§ **Aim of the task**
Every record must be written out once more, with nothing added or omitted.

(Dataset excerpts)
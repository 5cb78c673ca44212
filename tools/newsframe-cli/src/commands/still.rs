//! Render still images.

use std::path::PathBuf;

use newsframe_common::config::AppConfig;
use newsframe_model::geometry::NormalizedRoi;
use newsframe_model::request::{RenderMode, RenderRequest};
use newsframe_render_engine::{FontSet, ImageCompositor};

pub struct StillArgs {
    pub image: PathBuf,
    pub headline: String,
    pub highlight: String,
    pub logo: Option<PathBuf>,
    pub roi: Option<String>,
    pub formats: Vec<String>,
    pub output: Option<PathBuf>,
}

pub async fn run(config: AppConfig, args: StillArgs) -> anyhow::Result<()> {
    let modes = args
        .formats
        .iter()
        .map(|format| format.parse::<RenderMode>())
        .collect::<Result<Vec<_>, _>>()?;
    if let Some(mode) = modes.iter().find(|mode| !mode.is_image()) {
        anyhow::bail!("{mode} is not an image format; use `newsframe video`");
    }
    if modes.is_empty() {
        anyhow::bail!("No output format given");
    }
    let roi = args.roi.as_deref().map(str::parse::<NormalizedRoi>).transpose()?;

    let source = super::load_rgba(&args.image)?;
    let logo = super::load_logo(args.logo.as_deref())?;
    let dir = super::output_dir(args.output, &config.output_dir)?;
    let stem = super::output_stem(&args.image);

    let mut request = RenderRequest::new(args.headline, args.highlight, source, modes[0]);
    if let Some(logo) = logo {
        request = request.with_logo(logo);
    }
    if let Some(roi) = roi {
        request = request.with_roi(roi);
    }

    tracing::info!(
        image = %args.image.display(),
        modes = ?modes,
        "Rendering still images"
    );

    let results = tokio::task::spawn_blocking(move || {
        let fonts = FontSet::resolve(&config.fonts);
        ImageCompositor::new(&fonts, &config).compose_all(&request, &modes)
    })
    .await??;

    for result in results {
        let Some(image) = result.as_image() else {
            continue;
        };
        let suffix = match result.mode {
            RenderMode::Horizontal => "horizontal",
            RenderMode::Instagram => "instagram",
            RenderMode::Video => continue,
        };
        let path = dir.join(format!("{stem}_{suffix}.png"));
        image
            .save(&path)
            .map_err(|e| anyhow::anyhow!("Failed to write {}: {e}", path.display()))?;
        super::print_summary(&result.summary(), &path)?;
    }

    Ok(())
}
pub mod check;
pub mod probe;
pub mod still;
pub mod video;

use std::path::{Path, PathBuf};

use image::RgbaImage;
use newsframe_model::result::RenderSummary;

/// Decode an image file into RGBA pixels.
pub(crate) fn load_rgba(path: &Path) -> anyhow::Result<RgbaImage> {
    if !path.exists() {
        anyhow::bail!("File not found: {}", path.display());
    }
    let decoded = image::open(path)
        .map_err(|e| anyhow::anyhow!("Failed to decode {}: {e}", path.display()))?;
    Ok(decoded.to_rgba8())
}

pub(crate) fn load_logo(path: Option<&Path>) -> anyhow::Result<Option<RgbaImage>> {
    path.map(load_rgba).transpose()
}

/// File stem used to name outputs.
pub(crate) fn output_stem(path: &Path) -> String {
    path.file_stem()
        .map(|stem| stem.to_string_lossy().into_owned())
        .filter(|stem| !stem.is_empty())
        .unwrap_or_else(|| "newsframe".to_string())
}

pub(crate) fn output_dir(explicit: Option<PathBuf>, default: &Path) -> anyhow::Result<PathBuf> {
    let dir = explicit.unwrap_or_else(|| default.to_path_buf());
    std::fs::create_dir_all(&dir)
        .map_err(|e| anyhow::anyhow!("Failed to create {}: {e}", dir.display()))?;
    Ok(dir)
}

/// Print a render summary as one JSON object with a timestamp.
pub(crate) fn print_summary(summary: &RenderSummary, path: &Path) -> anyhow::Result<()> {
    let mut value = serde_json::to_value(summary)?;
    if let Some(object) = value.as_object_mut() {
        object.insert("success".into(), true.into());
        object.insert("path".into(), path.display().to_string().into());
        object.insert("timestamp".into(), chrono::Utc::now().to_rfc3339().into());
    }
    println!("{}", serde_json::to_string_pretty(&value)?);
    Ok(())
}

§ **Output for this task**
repository 5cb78c673ca44212
filename tools/newsframe-cli/src/commands/still.rs
//! Render still images.

use std::path::PathBuf;

use newsframe_common::config::AppConfig;
use newsframe_model::geometry::NormalizedRoi;
use newsframe_model::request::{RenderMode, RenderRequest};
use newsframe_render_engine::{FontSet, ImageCompositor};

pub struct StillArgs {
    pub image: PathBuf,
    pub headline: String,
    pub highlight: String,
    pub logo: Option<PathBuf>,
    pub roi: Option<String>,
    pub formats: Vec<String>,
    pub output: Option<PathBuf>,
}

pub async fn run(config: AppConfig, args: StillArgs) -> anyhow::Result<()> {
    let modes = args
        .formats
        .iter()
        .map(|format| format.parse::<RenderMode>())
        .collect::<Result<Vec<_>, _>>()?;
    if let Some(mode) = modes.iter().find(|mode| !mode.is_image()) {
        anyhow::bail!("{mode} is not an image format; use `newsframe video`");
    }
    if modes.is_empty() {
        anyhow::bail!("No output format given");
    }
    let roi = args.roi.as_deref().map(str::parse::<NormalizedRoi>).transpose()?;

    let source = super::load_rgba(&args.image)?;
    let logo = super::load_logo(args.logo.as_deref())?;
    let dir = super::output_dir(args.output, &config.output_dir)?;
    let stem = super::output_stem(&args.image);

    let mut request = RenderRequest::new(args.headline, args.highlight, source, modes[0]);
    if let Some(logo) = logo {
        request = request.with_logo(logo);
    }
    if let Some(roi) = roi {
        request = request.with_roi(roi);
    }

    tracing::info!(
        image = %args.image.display(),
        modes = ?modes,
        "Rendering still images"
    );

    let results = tokio::task::spawn_blocking(move || {
        let fonts = FontSet::resolve(&config.fonts);
        ImageCompositor::new(&fonts, &config).compose_all(&request, &modes)
    })
    .await??;

    for result in results {
        let Some(image) = result.as_image() else {
            continue;
        };
        let suffix = match result.mode {
            RenderMode::Horizontal => "horizontal",
            RenderMode::Instagram => "instagram",
            RenderMode::Video => continue,
        };
        let path = dir.join(format!("{stem}_{suffix}.png"));
        image
            .save(&path)
            .map_err(|e| anyhow::anyhow!("Failed to write {}: {e}", path.display()))?;
        super::print_summary(&result.summary(), &path)?;
    }

    Ok(())
}
pub mod check;
pub mod probe;
pub mod still;
pub mod video;

use std::path::{Path, PathBuf};

use image::RgbaImage;
use newsframe_model::result::RenderSummary;

/// Decode an image file into RGBA pixels.
pub(crate) fn load_rgba(path: &Path) -> anyhow::Result<RgbaImage> {
    if !path.exists() {
        anyhow::bail!("File not found: {}", path.display());
    }
    let decoded = image::open(path)
        .map_err(|e| anyhow::anyhow!("Failed to decode {}: {e}", path.display()))?;
    Ok(decoded.to_rgba8())
}

pub(crate) fn load_logo(path: Option<&Path>) -> anyhow::Result<Option<RgbaImage>> {
    path.map(load_rgba).transpose()
}

/// File stem used to name outputs.
pub(crate) fn output_stem(path: &Path) -> String {
    path.file_stem()
        .map(|stem| stem.to_string_lossy().into_owned())
        .filter(|stem| !stem.is_empty())
        .unwrap_or_else(|| "newsframe".to_string())
}

pub(crate) fn output_dir(explicit: Option<PathBuf>, default: &Path) -> anyhow::Result<PathBuf> {
    let dir = explicit.unwrap_or_else(|| default.to_path_buf());
    std::fs::create_dir_all(&dir)
        .map_err(|e| anyhow::anyhow!("Failed to create {}: {e}", dir.display()))?;
    Ok(dir)
}

/// Print a render summary as one JSON object with a timestamp.
pub(crate) fn print_summary(summary: &RenderSummary, path: &Path) -> anyhow::Result<()> {
    let mut value = serde_json::to_value(summary)?;
    if let Some(object) = value.as_object_mut() {
        object.insert("success".into(), true.into());
        object.insert("path".into(), path.display().to_string().into());
        object.insert("timestamp".into(), chrono::Utc::now().to_rfc3339().into());
    }
    println!("{}", serde_json::to_string_pretty(&value)?);
    Ok(())
}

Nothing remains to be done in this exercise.